Biden to Announce US will Aim to Cut Carbon Emissions by as Much as 52% by 2030

President Joe Biden on Thursday will kick off a climate summit attended by 40 other world leaders by announcing an ambitious cut in greenhouse gas emissions as he looks to put the US back at the center of the global effort to address the climate crisis and curb carbon emissions, CNN learns.

At the White House summit, which will take place virtually on Thursday and Friday, Biden will commit the United States to reducing its greenhouse gas emissions by 50%-52% below its 2005 emissions levels by 2030.

The figures were struck after lengthy consultations with government agencies, scientists, industry representatives, governors, mayors and environmental researchers.

The move underscores the President’s commitment to addressing the climate crisis and follows on his pledge to work with other countries to find joint solutions to global issues.

What the President will not unveil, at least right now, is a specific road map for how the United States will reach those targets, which are being described as “economy-wide.” Officials described “multiple pathways” for the US to arrive at the goal, and said the President’s climate task force would release sector-by-sector recommendations later this year on achieving the necessary cuts.

“Achieving that target is something we can do in multiple ways. In the coming months you will continue to see from the administration a focus on driving forward the necessary actions that unlock the jobs opportunity that tacking the climate crisis presents,” a senior administration official said a day ahead of the announcement.

Several members in Biden’s Cabinet will play a role at the summit, including hosting sessions, speaking at sessions and discussing how their role or department or agency pertains to issues surrounding the climate crisis, a separate administration official said earlier this week.

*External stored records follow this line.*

// SPDX-FileCopyrightText: 2025 Stanislaw Grams <stanislawgrams@gmail.com>
//
// SPDX-License-Identifier: BSD-2-Clause

use num_complex::Complex;

use crate::dsp::{FilterState, FirFilter};

/// USB: sideband filter, then the real part.
pub(super) fn demod_usb(
    filter: &FirFilter,
    state: &mut FilterState,
    samples: &[Complex<f32>],
) -> Vec<f32> {
    filter
        .apply(state, samples)
        .into_iter()
        .map(|sample| sample.re)
        .collect()
}

/// LSB: conjugate to mirror the lower sideband up, then as USB.
pub(super) fn demod_lsb(
    filter: &FirFilter,
    state: &mut FilterState,
    samples: &[Complex<f32>],
) -> Vec<f32> {
    let mirrored: Vec<Complex<f32>> = samples.iter().map(|s| s.conj()).collect();
    demod_usb(filter, state, &mirrored)
}
// SPDX-FileCopyrightText: 2025 Stanislaw Grams <stanislawgrams@gmail.com>
//
// SPDX-License-Identifier: BSD-2-Clause

//! Sample-level DSP building blocks: FIR low-pass bank, integer decimation
//! and the linear resampler.

pub mod filter;
pub mod resample;

pub use filter::{design_lowpass, FilterState, FirFilter};
pub use resample::resample;

/// Cutoff of the sideband filter used by USB/LSB (Hz).
pub const SSB_CUTOFF_HZ: f32 = 3_000.0;
pub const SSB_TAPS: usize = 64;

/// Cutoff of the channel filter ahead of the FM discriminator (Hz).
pub const FM_CUTOFF_HZ: f32 = 6_000.0;
pub const FM_TAPS: usize = 128;

/// Keep samples `0, d, 2d, ...` of every complete group of `factor`.
///
/// A trailing partial group is discarded, so the output holds `⌊N / factor⌋`
/// samples. A factor of 0 or 1 passes the input through.
pub fn decimate<T: Copy>(input: &[T], factor: usize) -> Vec<T> {
    if factor <= 1 {
        return input.to_vec();
    }
    input.chunks_exact(factor).map(|group| group[0]).collect()
}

The summit will focus on mobilizing public and private sector finance to reach net-zero emissions and “build a resilient future,” according to the official. The US plans to discuss investing in innovation, which the administration argues is critical to creating transformational technologies to reduce emissions and at the same time creates new economic opportunities.

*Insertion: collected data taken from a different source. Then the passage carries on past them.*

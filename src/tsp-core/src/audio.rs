// SPDX-FileCopyrightText: 2025 Stanislaw Grams <stanislawgrams@gmail.com>
//
// SPDX-License-Identifier: BSD-2-Clause

use std::time::Duration;

/// A chunk of mono 16-bit PCM at a fixed sample rate.
#[derive(Debug, Clone, PartialEq, Eq)]
pub struct AudioBlock {
    pub samples: Vec<i16>,
    pub sample_rate: u32,
}

impl AudioBlock {
    pub fn new(samples: Vec<i16>, sample_rate: u32) -> Self {
        Self {
            samples,
            sample_rate,
        }
    }

    pub fn len(&self) -> usize {
        self.samples.len()
    }

    pub fn is_empty(&self) -> bool {
        self.samples.is_empty()
    }

    /// Playback duration of the block.
    pub fn duration(&self) -> Duration {
        if self.sample_rate == 0 {
            return Duration::ZERO;
        }
        Duration::from_secs_f64(self.samples.len() as f64 / self.sample_rate as f64)
    }
}
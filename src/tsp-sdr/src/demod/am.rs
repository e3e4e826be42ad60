// SPDX-FileCopyrightText: 2025 Stanislaw Grams <stanislawgrams@gmail.com>
//
// SPDX-License-Identifier: BSD-2-Clause

use num_complex::Complex;

/// AM envelope detector: magnitude of IQ.
pub(super) fn demod_am(samples: &[Complex<f32>]) -> Vec<f32> {
    samples.iter().map(|sample| sample.norm()).collect()
}

#[cfg(test)]
mod tests {
    use super::demod_am;
    use num_complex::Complex;

    #[test]
    fn magnitude_of_iq() {
        let input = vec![
            Complex::new(0.0_f32, 0.0),
            Complex::new(3.0, 4.0),
            Complex::new(-1.0, 0.0),
            Complex::new(0.0, -2.0),
        ];
        assert_eq!(demod_am(&input), vec![0.0, 5.0, 1.0, 2.0]);
    }
}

It’s hoped that other countries will follow the US’ lead with additional announcements of new goals to tackle the crisis, the administration official said.

Russian President Vladimir Putin and Chinese President Xi Jinping are two notable leaders who have both confirmed their attendance at the summit, underscoring the wide range of leaders attending. The summit will also be attended by many allies of the US, including Canadian Prime Minister Justin Trudeau, French President Emmanuel Macron and British Prime Minister Boris Johnson.

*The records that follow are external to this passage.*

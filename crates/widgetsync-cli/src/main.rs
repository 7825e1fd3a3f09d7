//! widgetsync - run one widget instance lifecycle from the command line.
//!
//! The host state comes from a JSON snapshot file and the shared store is a
//! jar file in the user cache directory, so several invocations (in
//! parallel, too) behave like several widget instances in one session.

mod host;

use std::io;
use std::path::PathBuf;
use std::sync::Arc;

use anyhow::{bail, Context, Result};
use tracing::info;
use tracing_subscriber::{fmt, prelude::*, EnvFilter};
use widgetsync_core::{
    CachedSettings, CoreConfig, FileStore, HttpTransport, InitOptions, SaveData, WidgetContext,
    WidgetCore,
};

use host::FileHost;

const USAGE: &str = "\
Usage: widgetsync <command> --snapshot <file> --widget <id> [options]

Commands:
  init        account sync, notifications, activation check, settings
  settings    print the settings-page description HTML
  save        submit the settings form (--phone <n>, --save-settings)
  jwt         print a JWT for iframe applications

Options:
  --not-installed            the account has not installed the widget
  --chargeable               stop when the widget is inactive
  --load-settings            fetch settings from the backend
  --use-cache-settings       use settings cached by the host
  --cached-settings <json>   the host's cached settings blob";

/// Initialize the tracing subscriber for logging
fn init_tracing() {
    // Use RUST_LOG env var to control log level (e.g., RUST_LOG=debug)
    let filter = EnvFilter::try_from_default_env().unwrap_or_else(|_| EnvFilter::new("warn"));

    tracing_subscriber::registry()
        .with(fmt::layer().with_writer(io::stderr))
        .with(filter)
        .init();
}

#[derive(Debug, Default)]
struct Args {
    command: String,
    snapshot: Option<PathBuf>,
    widget_id: Option<String>,
    not_installed: bool,
    chargeable: bool,
    load_settings: bool,
    use_cache_settings: bool,
    cached_settings: Option<String>,
    phone: Option<String>,
    save_settings: bool,
}

fn parse_args(raw: &[String]) -> Result<Args> {
    let mut iter = raw.iter();
    let mut args = Args {
        command: iter.next().cloned().unwrap_or_default(),
        ..Default::default()
    };

    while let Some(arg) = iter.next() {
        let mut value = || {
            iter.next()
                .cloned()
                .with_context(|| format!("{} needs a value", arg))
        };
        match arg.as_str() {
            "--snapshot" => args.snapshot = Some(PathBuf::from(value()?)),
            "--widget" => args.widget_id = Some(value()?),
            "--cached-settings" => args.cached_settings = Some(value()?),
            "--phone" => args.phone = Some(value()?),
            "--not-installed" => args.not_installed = true,
            "--chargeable" => args.chargeable = true,
            "--load-settings" => args.load_settings = true,
            "--use-cache-settings" => args.use_cache_settings = true,
            "--save-settings" => args.save_settings = true,
            other => bail!("Unknown argument: {}\n\n{}", other, USAGE),
        }
    }
    Ok(args)
}

fn load_config() -> Result<CoreConfig> {
    let mut config = CoreConfig::load().context("Failed to load config")?;
    if let Ok(url) = std::env::var("WIDGETSYNC_API_URL") {
        config.api_base_url = url;
    }
    if let Ok(token) = std::env::var("WIDGETSYNC_TOKEN") {
        config.bearer_token = Some(token);
    }
    Ok(config)
}

#[tokio::main]
async fn main() -> Result<()> {
    // Load .env file if present (silently ignore if not found)
    let _ = dotenvy::dotenv();
    init_tracing();

    let raw: Vec<String> = std::env::args().skip(1).collect();
    if raw.is_empty() || raw[0] == "--help" || raw[0] == "-h" {
        println!("{}", USAGE);
        return Ok(());
    }
    let args = parse_args(&raw)?;

    let snapshot_path = args.snapshot.clone().context("--snapshot is required")?;
    let widget = WidgetContext {
        widget_id: args.widget_id.clone().context("--widget is required")?,
        installed: !args.not_installed,
        cached_settings: args.cached_settings.clone().map(CachedSettings::Encoded),
    };

    let config = load_config()?;
    let store_dir = config.cache_dir()?;
    info!(?store_dir, api = %config.api_base_url, "widgetsync starting");

    let store = FileStore::new(&store_dir).context("Failed to open store")?;
    let mut transport = HttpTransport::new(config.api_base_url.clone(), config.request_timeout())
        .context("Failed to create HTTP transport")?;
    if let Some(ref token) = config.bearer_token {
        transport = transport.with_token(token.clone());
    }
    let host = FileHost::open(snapshot_path)?;

    let core = WidgetCore::new(
        &config,
        Arc::new(store),
        Arc::new(transport),
        Arc::new(host),
    );

    match args.command.as_str() {
        "init" => {
            let outcome = core
                .on_init(
                    &widget,
                    InitOptions {
                        load_settings: args.load_settings,
                        use_cache_settings: args.use_cache_settings,
                        chargeable: args.chargeable,
                    },
                )
                .await?;
            let output = serde_json::json!({
                "tariff": outcome.tariff,
                "settings": outcome.settings,
            });
            println!("{}", serde_json::to_string_pretty(&output)?);
        }
        "settings" => {
            println!("{}", core.on_settings(&widget).await?);
        }
        "save" => {
            let cached_settings = match args.cached_settings {
                Some(ref raw) => Some(
                    serde_json::from_str(raw).context("--cached-settings is not valid JSON")?,
                ),
                None => None,
            };
            let data = SaveData {
                phone: args.phone.clone(),
                cached_settings,
            };
            if !core.on_save(&widget, data, args.save_settings).await {
                std::process::exit(1);
            }
            println!("saved");
        }
        "jwt" => {
            println!("{}", core.jwt(&widget).await?);
        }
        other => bail!("Unknown command: {}\n\n{}", other, USAGE),
    }

    Ok(())
}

The summit is a stark departure from how climate was approached for the past four years under former President Donald Trump. The former President repeatedly denied the scientific reality of the climate crisis and his administration systematically rolled back environmental policies.

Trump withdrew from the Paris agreement, but Biden administration officials said work on reducing carbon emissions proceeded anyway at the state and local level, which prevented the US from losing too much ground.

Since taking office in January, Biden has elevated climate change as an essential element of US foreign policy and national security. The US reentered the Paris climate accord, the landmark international agreement signed in 2015 to limit global warming, which Trump pulled the US out of.

Biden appointed former Secretary of State John Kerry as his special presidential envoy for climate, a Cabinet-level position that sits on the National Security Council. The President also named Gina McCarthy, a former head of the Environmental Protection Agency, as his White House climate czar to lead his newly formed Office of Domestic Climate Policy.

Climate is a big focus of the President’s roughly $2 trillion infrastructure proposal. He has said his proposal would create hundreds of thousands of jobs while tackling the climate crisis, reducing emissions and building a “modern, resilient and fully clean grid.”

Officials said they conducted a “techno-economic” analysis across various sectors — including electricity, transportation, buildings, industry, lands and oceans — to identify various pathways for reducing emissions in each one. That included the potential for new standards and incentives that would limit greenhouse gasses.

“The 2030 target is a target we believe we can meet,” the senior administration official said.

As a presidential candidate, Biden put forward a plan to end carbon emissions from power plants by 2035 and proposed broader public investment in green infrastructure, including $2 trillion for clean energy projects.